Reeve Ad Promotes Stem Cell Prop

Even in death, "Superman" star Christopher Reeve (search) is promoting human embryonic stem cell research.

The paralyzed actor stars in a new TV commercial in support of a California ballot measure that would devote $3 billion to stem cell experiments. The 30-second spot was filmed about a week before Reeve died of an infection Oct. 10.

"Stem cells have already cured paralysis in animals," Reeve says, referring to work with paralyzed rats that were made to walk again after being injected with stem cells at the University of California at Irvine. "Stem cells are the future of medicine. Please support Proposition 71 (search) and stand up for those who can't."

The spot was to begin airing statewide on Friday, the day after Reeve's widow endorsed John Kerry (search) for president.

The actor was paralyzed from the neck down in a 1995 horse riding accident.

"His family and his foundation wanted the people of California to see this recently recorded message," said Kathy Lewis, chief executive of the Christopher Reeve Paralysis Foundation.

Opponents of the Nov. 2 ballot measure decried the ad.

"I think it's pretty pathetic that we are playing on the fears of those who are sick," said Jennifer Lahl, executive director of the Bay Area Center for Bioethics and Culture. "This is playing on fears that help is on the way, that cures are around the corner."

Kerry and President Bush are battling over the ethics of human embryonic stem cell research, which requires the destruction of days-old embryos.
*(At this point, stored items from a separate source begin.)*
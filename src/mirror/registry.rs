//! 内置镜像源列表

use std::borrow::Cow;

pub const DEFAULT_ID: &str = "default";
pub const CUSTOM_ID: &str = "custom";

#[derive(Debug, Clone, PartialEq, Eq)]
pub struct MirrorProfile {
    pub id: Cow<'static, str>,
    pub display_name: Cow<'static, str>,
    pub index_url: Cow<'static, str>,
    pub trusted_host: Option<Cow<'static, str>>,
}

impl MirrorProfile {
    const fn builtin(
        id: &'static str,
        display_name: &'static str,
        index_url: &'static str,
        trusted_host: &'static str,
    ) -> Self {
        Self {
            id: Cow::Borrowed(id),
            display_name: Cow::Borrowed(display_name),
            index_url: Cow::Borrowed(index_url),
            trusted_host: Some(Cow::Borrowed(trusted_host)),
        }
    }

    /// 用户自定义源，不设置 trusted-host
    pub fn custom(index_url: impl Into<String>) -> Self {
        Self {
            id: Cow::Borrowed(CUSTOM_ID),
            display_name: Cow::Borrowed("自定义源"),
            index_url: Cow::Owned(index_url.into()),
            trusted_host: None,
        }
    }
}

pub static BUILTIN_PROFILES: [MirrorProfile; 6] = [
    MirrorProfile::builtin(DEFAULT_ID, "默认官方源", "https://pypi.org/simple", "pypi.org"),
    MirrorProfile::builtin(
        "tsinghua",
        "清华大学",
        "https://pypi.tuna.tsinghua.edu.cn/simple",
        "pypi.tuna.tsinghua.edu.cn",
    ),
    MirrorProfile::builtin(
        "aliyun",
        "阿里云",
        "https://mirrors.aliyun.com/pypi/simple/",
        "mirrors.aliyun.com",
    ),
    MirrorProfile::builtin(
        "douban",
        "豆瓣",
        "https://pypi.douban.com/simple/",
        "pypi.douban.com",
    ),
    MirrorProfile::builtin(
        "ustc",
        "中科大",
        "https://pypi.mirrors.ustc.edu.cn/simple/",
        "pypi.mirrors.ustc.edu.cn",
    ),
    MirrorProfile::builtin(
        "tencent",
        "腾讯云",
        "https://mirrors.cloud.tencent.com/pypi/simple",
        "mirrors.cloud.tencent.com",
    ),
];

pub fn find_by_id(id: &str) -> Option<&'static MirrorProfile> {
    BUILTIN_PROFILES.iter().find(|p| p.id == id)
}

/// 按 URL 精确匹配（区分大小写）
pub fn find_by_url(url: &str) -> Option<&'static MirrorProfile> {
    BUILTIN_PROFILES.iter().find(|p| p.index_url == url)
}

/// 界面显示名，未知 id 原样返回
pub fn display_name(id: &str) -> &str {
    if id == CUSTOM_ID {
        return "自定义源";
    }
    find_by_id(id).map(|p| p.display_name.as_ref()).unwrap_or(id)
}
Many conservatives who believe life begins at conception oppose such research.

Bush has restricted federally funded research to about $25 million last year.

Republican Gov. Arnold Schwarzenegger broke party ranks last week and endorsed the ballot measure.

A Public Policy Institute of California poll released Thursday found that 50 percent of likely voters support the measure, with 39 percent opposed and 11 percent undecided. The poll had a margin of error of plus or minus three percentage points.